The predominant school of thought, which includes the American Medical Association, holds that you can submit the after-hours codes in conjunction with the typical E/M codes for emergency care. "EDs are the true safety net for our entire healthcare system during times when our other physicians are frequently unavailable," Stimler says.

After-hours codes emerged as "adjunctive codes" intended to be reported for office-based practices whose usual posted hours did not include 10:00 p.m. through 8:00 a.m. or Sundays and holidays. However, since medical practices have seen greatly increased demand for physician availability and cross-specialty interaction, Stimler and other experts agree that the use of these codes is not restricted to any specialty group, including emergency department physicians.

Billers in favor of using after-hours codes also cite CPT's mandate that "[a]ny procedure or service in any section of this book may be used to designate the services rendered by any qualified physician or other qualified healthcare professional."

These arguments do not convince a second school of thought which includes many payers that looks to the CPT definition of an emergency room as "an organized hospital-based facility for the provision of unscheduled episodic services to patients who present for immediate medical attention." Since the facility must, by definition, be available 24 hours a day, it is logically inconsistent, these payers say, to bill for events that happen outside of normal operating hours.

The True Cost of After-Hours Care

Frontline billing experts contend that more is at stake than the definition of an ED. "Just because EDs are required to be here doesn't mean they're not providing a service," asserts Sharon Foster, clinical reimbursement manager for the Stamford Hospital Emergency Department in Stamford, Conn. In effect, EDs are covering for the physician offices and allowing them to go home at night, so it's important that they be recognized for their second- and third-shift coverage.

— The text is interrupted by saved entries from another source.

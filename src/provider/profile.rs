//! Provider profiles returned after a successful link.

// crates.io
use serde_json::Value;
// self
use crate::{_prelude::*, auth::ProviderId};

/// Raw provider profile plus the unique id located inside it.
///
/// Field-level schemas stay with the host; the engine only knows where the id lives.
#[derive(Clone, Debug, PartialEq, Serialize, Deserialize)]
pub struct ProviderProfile {
	/// Provider that issued the profile.
	pub provider: ProviderId,
	/// Unique user id, when the descriptor names a pointer and the payload carries it.
	pub id: Option<String>,
	/// Unparsed profile payload.
	pub raw: Value,
}
impl ProviderProfile {
	/// Wraps a profile payload, extracting the id through an optional JSON pointer.
	pub fn from_json(provider: ProviderId, raw: Value, id_pointer: Option<&str>) -> Self {
		let id = id_pointer.and_then(|pointer| raw.pointer(pointer)).and_then(|value| match value {
			Value::String(s) => Some(s.clone()),
			Value::Number(n) => Some(n.to_string()),
			_ => None,
		});

		Self { provider, id, raw }
	}
}

#[cfg(test)]
mod tests {
	// crates.io
	use serde_json::json;
	// self
	use super::*;

	#[test]
	fn nested_numeric_ids_are_stringified() {
		let provider = ProviderId::new("picarto").expect("Provider fixture should be valid.");
		let profile = ProviderProfile::from_json(
			provider,
			json!({ "channel_details": { "user_id": 42 } }),
			Some("/channel_details/user_id"),
		);

		assert_eq!(profile.id.as_deref(), Some("42"));
	}

	#[test]
	fn missing_pointer_leaves_id_empty() {
		let provider = ProviderId::new("google").expect("Provider fixture should be valid.");
		let profile = ProviderProfile::from_json(provider, json!({ "id": "abc" }), None);

		assert_eq!(profile.id, None);
		assert_eq!(profile.raw["id"], "abc");
	}
}
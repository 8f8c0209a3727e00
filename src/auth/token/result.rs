//! Normalized token payload handed to the host's link hook.

// crates.io
use serde::{Deserializer, de::Error as DeError};
use serde_json::Value;
// self
use crate::{_prelude::*, auth::TokenSecret};

/// Tokens issued by a provider after a successful exchange.
///
/// Only constructed once the response status has been validated. Fields that are not part of
/// the common OAuth shape are kept in [`extra`](Self::extra).
#[derive(Clone, Debug, PartialEq, Serialize, Deserialize)]
pub struct AccessTokenResult {
	/// Credential used against the provider's protected resources.
	pub access_token: TokenSecret,
	/// Credential that mints new access tokens without re-authorization.
	#[serde(default, skip_serializing_if = "Option::is_none")]
	pub refresh_token: Option<TokenSecret>,
	/// OAuth1 token secret paired with [`access_token`](Self::access_token).
	#[serde(default, skip_serializing_if = "Option::is_none")]
	pub secret_token: Option<TokenSecret>,
	/// Token type reported by the provider (usually `bearer`).
	#[serde(default, skip_serializing_if = "Option::is_none")]
	pub token_type: Option<String>,
	/// Lifetime of the access token in seconds.
	#[serde(
		default,
		deserialize_with = "deserialize_expires_in",
		skip_serializing_if = "Option::is_none"
	)]
	pub expires_in: Option<u64>,
	/// Scope string granted by the provider, when echoed.
	#[serde(default, skip_serializing_if = "Option::is_none")]
	pub scope: Option<String>,
	/// State recovered from the OAuth1 temporary credential, for hosts that verify it.
	#[serde(skip)]
	pub state: Option<String>,
	/// Provider-specific extension fields.
	#[serde(flatten)]
	pub extra: BTreeMap<String, Value>,
}
impl AccessTokenResult {
	/// Creates a result carrying only an access token.
	pub fn new(access_token: impl Into<String>) -> Self {
		Self {
			access_token: TokenSecret::new(access_token),
			refresh_token: None,
			secret_token: None,
			token_type: None,
			expires_in: None,
			scope: None,
			state: None,
			extra: BTreeMap::new(),
		}
	}

	/// Attaches a refresh token.
	pub fn with_refresh_token(mut self, refresh_token: impl Into<String>) -> Self {
		self.refresh_token = Some(TokenSecret::new(refresh_token));

		self
	}

	/// Attaches an OAuth1 token secret.
	pub fn with_secret_token(mut self, secret_token: impl Into<String>) -> Self {
		self.secret_token = Some(TokenSecret::new(secret_token));

		self
	}

	/// Looks up a provider-specific extension field.
	pub fn extension(&self, key: &str) -> Option<&Value> {
		self.extra.get(key)
	}
}

fn deserialize_expires_in<'de, D>(deserializer: D) -> Result<Option<u64>, D::Error>
where
	D: Deserializer<'de>,
{
	match Option::<Value>::deserialize(deserializer)? {
		None | Some(Value::Null) => Ok(None),
		Some(Value::Number(n)) =>
			n.as_u64().map(Some).ok_or_else(|| DeError::custom("expires_in must be non-negative")),
		Some(Value::String(s)) => s.trim().parse().map(Some).map_err(DeError::custom),
		Some(other) => Err(DeError::custom(format!("unsupported expires_in value: {other}"))),
	}
}

#[cfg(test)]
mod tests {
	// self
	use super::*;

	#[test]
	fn deserializes_standard_payload_with_extensions() {
		let payload = concat!(
			r#"{"access_token":"at","refresh_token":"rt","token_type":"bearer","#,
			r#""expires_in":"3600","id_token":"jwt"}"#,
		);
		let result: AccessTokenResult =
			serde_json::from_str(payload).expect("Token payload should deserialize.");

		assert_eq!(result.access_token.expose(), "at");
		assert_eq!(result.refresh_token.as_ref().map(TokenSecret::expose), Some("rt"));
		assert_eq!(result.expires_in, Some(3600));
		assert_eq!(result.extension("id_token"), Some(&Value::String("jwt".into())));
	}

	#[test]
	fn missing_access_token_is_rejected() {
		assert!(serde_json::from_str::<AccessTokenResult>(r#"{"refresh_token":"rt"}"#).is_err());
	}

	#[test]
	fn debug_output_redacts_secrets() {
		let result = AccessTokenResult::new("at").with_secret_token("oauth-secret");
		let rendered = format!("{result:?}");

		assert!(!rendered.contains("oauth-secret"));
		assert!(!rendered.contains("\"at\""));
	}
}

And, she says, because they foreclose on some lifestyle choices, "these shifts are tough on families" and may contribute to divorce rates. Because second- and third-shift premiums are costly to hospitals at both human and financial levels, you need to negotiate appropriate adjustments into your contracts, Foster says.

Third-party payers may have specific reporting and reimbursement policies for this series of codes. You should always ask your local payer for its rules for reporting after-hours services. You may find that most secondary payers are swayed by the second interpretation of EDs and do not want to reimburse after-hours codes in conjunction with ED service codes 99281-99285 because the ED is a 24-hour facility.

Payment Is Not Unknown

But if Medicare and many secondary payers won't reimburse for these codes, are they worth the trouble? Many experts think they are. Not all payers reimburse for these codes, but their use is nonetheless appropriate and permitted. In fact, Stimler says, "We have been pleasantly surprised to find that some groups are reimbursing" for after-hours codes.

You can't lose by referring reluctant payers to the rules, Foster and Stimler agree. "The hospitals that charge feel they should be able to offset the shift/weekend premiums needed to attract staffing for those hours," Foster says. Stimler points out that "many physician groups reimburse their doctors for nights, weekends and holidays" and, therefore, after-hours codes documentation can assist you in building a case for increased reimbursement from third-party payers.